Repeat the full listing, word for word.

● DATA SHOWN:
★ ★ ★ ★ ★
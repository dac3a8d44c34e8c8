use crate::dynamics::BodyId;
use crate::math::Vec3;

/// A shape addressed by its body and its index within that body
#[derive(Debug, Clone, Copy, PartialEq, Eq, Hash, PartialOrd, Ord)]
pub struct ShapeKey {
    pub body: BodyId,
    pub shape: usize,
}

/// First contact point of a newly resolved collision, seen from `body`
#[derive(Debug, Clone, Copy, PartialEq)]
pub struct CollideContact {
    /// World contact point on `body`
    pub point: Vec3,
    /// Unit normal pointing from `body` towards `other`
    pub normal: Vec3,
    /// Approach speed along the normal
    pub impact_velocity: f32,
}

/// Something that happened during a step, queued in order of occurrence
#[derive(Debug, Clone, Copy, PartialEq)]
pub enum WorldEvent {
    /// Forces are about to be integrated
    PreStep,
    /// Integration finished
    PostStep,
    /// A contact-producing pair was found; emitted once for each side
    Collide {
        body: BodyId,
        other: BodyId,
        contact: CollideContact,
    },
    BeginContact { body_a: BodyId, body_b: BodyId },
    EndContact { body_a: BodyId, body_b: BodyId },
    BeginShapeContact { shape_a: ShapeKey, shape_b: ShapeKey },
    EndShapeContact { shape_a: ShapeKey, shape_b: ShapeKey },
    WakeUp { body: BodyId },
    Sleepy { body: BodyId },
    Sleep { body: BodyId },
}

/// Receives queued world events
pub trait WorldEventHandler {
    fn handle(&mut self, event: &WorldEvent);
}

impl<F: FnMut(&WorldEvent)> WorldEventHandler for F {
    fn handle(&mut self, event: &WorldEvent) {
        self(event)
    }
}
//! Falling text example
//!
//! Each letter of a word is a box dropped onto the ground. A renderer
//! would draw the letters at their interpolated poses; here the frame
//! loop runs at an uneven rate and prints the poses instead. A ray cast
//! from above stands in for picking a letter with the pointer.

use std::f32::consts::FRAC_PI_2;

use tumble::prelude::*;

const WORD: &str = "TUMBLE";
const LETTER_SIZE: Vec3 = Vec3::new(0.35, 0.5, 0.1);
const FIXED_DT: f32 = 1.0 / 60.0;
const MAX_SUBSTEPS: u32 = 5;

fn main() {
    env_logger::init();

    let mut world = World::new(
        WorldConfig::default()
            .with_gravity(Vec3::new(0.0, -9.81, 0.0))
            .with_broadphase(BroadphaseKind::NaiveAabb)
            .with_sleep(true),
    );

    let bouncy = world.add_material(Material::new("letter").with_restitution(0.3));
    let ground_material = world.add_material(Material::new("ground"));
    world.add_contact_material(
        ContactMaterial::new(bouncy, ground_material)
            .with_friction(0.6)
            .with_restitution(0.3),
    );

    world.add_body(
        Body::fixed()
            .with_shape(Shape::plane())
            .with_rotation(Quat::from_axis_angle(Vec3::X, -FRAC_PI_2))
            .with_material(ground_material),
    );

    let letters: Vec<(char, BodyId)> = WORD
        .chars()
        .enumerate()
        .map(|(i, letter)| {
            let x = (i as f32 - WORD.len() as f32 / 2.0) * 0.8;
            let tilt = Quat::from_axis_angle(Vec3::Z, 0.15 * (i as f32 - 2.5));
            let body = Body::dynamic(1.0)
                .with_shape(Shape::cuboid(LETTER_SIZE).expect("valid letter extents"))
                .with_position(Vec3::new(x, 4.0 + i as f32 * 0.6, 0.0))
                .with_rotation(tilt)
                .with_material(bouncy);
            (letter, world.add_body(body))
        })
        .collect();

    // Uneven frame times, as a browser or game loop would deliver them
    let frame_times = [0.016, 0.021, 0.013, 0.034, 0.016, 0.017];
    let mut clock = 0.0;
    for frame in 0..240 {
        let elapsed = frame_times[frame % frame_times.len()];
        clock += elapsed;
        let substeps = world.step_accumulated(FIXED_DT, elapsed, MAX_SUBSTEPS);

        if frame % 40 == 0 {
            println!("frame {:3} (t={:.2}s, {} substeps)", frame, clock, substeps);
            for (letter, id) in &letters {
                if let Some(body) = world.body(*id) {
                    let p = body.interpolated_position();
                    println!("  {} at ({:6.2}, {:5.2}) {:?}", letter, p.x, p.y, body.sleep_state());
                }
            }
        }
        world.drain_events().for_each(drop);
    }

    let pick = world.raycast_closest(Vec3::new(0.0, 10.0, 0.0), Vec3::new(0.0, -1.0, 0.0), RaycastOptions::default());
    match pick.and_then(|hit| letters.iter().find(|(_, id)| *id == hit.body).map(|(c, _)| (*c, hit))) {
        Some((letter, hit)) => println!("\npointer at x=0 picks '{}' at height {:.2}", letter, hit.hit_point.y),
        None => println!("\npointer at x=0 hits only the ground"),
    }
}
★ ★ ★ ★ ★
● RESPONSE FOR THIS EXERCISE:
repository dac3a8d44c34e8c8
use crate::dynamics::BodyId;
use crate::math::Vec3;

/// A shape addressed by its body and its index within that body
#[derive(Debug, Clone, Copy, PartialEq, Eq, Hash, PartialOrd, Ord)]
pub struct ShapeKey {
    pub body: BodyId,
    pub shape: usize,
}

/// First contact point of a newly resolved collision, seen from `body`
#[derive(Debug, Clone, Copy, PartialEq)]
pub struct CollideContact {
    /// World contact point on `body`
    pub point: Vec3,
    /// Unit normal pointing from `body` towards `other`
    pub normal: Vec3,
    /// Approach speed along the normal
    pub impact_velocity: f32,
}

/// Something that happened during a step, queued in order of occurrence
#[derive(Debug, Clone, Copy, PartialEq)]
pub enum WorldEvent {
    /// Forces are about to be integrated
    PreStep,
    /// Integration finished
    PostStep,
    /// A contact-producing pair was found; emitted once for each side
    Collide {
        body: BodyId,
        other: BodyId,
        contact: CollideContact,
    },
    BeginContact { body_a: BodyId, body_b: BodyId },
    EndContact { body_a: BodyId, body_b: BodyId },
    BeginShapeContact { shape_a: ShapeKey, shape_b: ShapeKey },
    EndShapeContact { shape_a: ShapeKey, shape_b: ShapeKey },
    WakeUp { body: BodyId },
    Sleepy { body: BodyId },
    Sleep { body: BodyId },
}

/// Receives queued world events
pub trait WorldEventHandler {
    fn handle(&mut self, event: &WorldEvent);
}

impl<F: FnMut(&WorldEvent)> WorldEventHandler for F {
    fn handle(&mut self, event: &WorldEvent) {
        self(event)
    }
}
//! Falling text example
//!
//! Each letter of a word is a box dropped onto the ground. A renderer
//! would draw the letters at their interpolated poses; here the frame
//! loop runs at an uneven rate and prints the poses instead. A ray cast
//! from above stands in for picking a letter with the pointer.

use std::f32::consts::FRAC_PI_2;

use tumble::prelude::*;

const WORD: &str = "TUMBLE";
const LETTER_SIZE: Vec3 = Vec3::new(0.35, 0.5, 0.1);
const FIXED_DT: f32 = 1.0 / 60.0;
const MAX_SUBSTEPS: u32 = 5;

fn main() {
    env_logger::init();

    let mut world = World::new(
        WorldConfig::default()
            .with_gravity(Vec3::new(0.0, -9.81, 0.0))
            .with_broadphase(BroadphaseKind::NaiveAabb)
            .with_sleep(true),
    );

    let bouncy = world.add_material(Material::new("letter").with_restitution(0.3));
    let ground_material = world.add_material(Material::new("ground"));
    world.add_contact_material(
        ContactMaterial::new(bouncy, ground_material)
            .with_friction(0.6)
            .with_restitution(0.3),
    );

    world.add_body(
        Body::fixed()
            .with_shape(Shape::plane())
            .with_rotation(Quat::from_axis_angle(Vec3::X, -FRAC_PI_2))
            .with_material(ground_material),
    );

    let letters: Vec<(char, BodyId)> = WORD
        .chars()
        .enumerate()
        .map(|(i, letter)| {
            let x = (i as f32 - WORD.len() as f32 / 2.0) * 0.8;
            let tilt = Quat::from_axis_angle(Vec3::Z, 0.15 * (i as f32 - 2.5));
            let body = Body::dynamic(1.0)
                .with_shape(Shape::cuboid(LETTER_SIZE).expect("valid letter extents"))
                .with_position(Vec3::new(x, 4.0 + i as f32 * 0.6, 0.0))
                .with_rotation(tilt)
                .with_material(bouncy);
            (letter, world.add_body(body))
        })
        .collect();

    // Uneven frame times, as a browser or game loop would deliver them
    let frame_times = [0.016, 0.021, 0.013, 0.034, 0.016, 0.017];
    let mut clock = 0.0;
    for frame in 0..240 {
        let elapsed = frame_times[frame % frame_times.len()];
        clock += elapsed;
        let substeps = world.step_accumulated(FIXED_DT, elapsed, MAX_SUBSTEPS);

        if frame % 40 == 0 {
            println!("frame {:3} (t={:.2}s, {} substeps)", frame, clock, substeps);
            for (letter, id) in &letters {
                if let Some(body) = world.body(*id) {
                    let p = body.interpolated_position();
                    println!("  {} at ({:6.2}, {:5.2}) {:?}", letter, p.x, p.y, body.sleep_state());
                }
            }
        }
        world.drain_events().for_each(drop);
    }

    let pick = world.raycast_closest(Vec3::new(0.0, 10.0, 0.0), Vec3::new(0.0, -1.0, 0.0), RaycastOptions::default());
    match pick.and_then(|hit| letters.iter().find(|(_, id)| *id == hit.body).map(|(c, _)| (*c, hit))) {
        Some((letter, hit)) => println!("\npointer at x=0 picks '{}' at height {:.2}", letter, hit.hit_point.y),
        None => println!("\npointer at x=0 hits only the ground"),
    }
}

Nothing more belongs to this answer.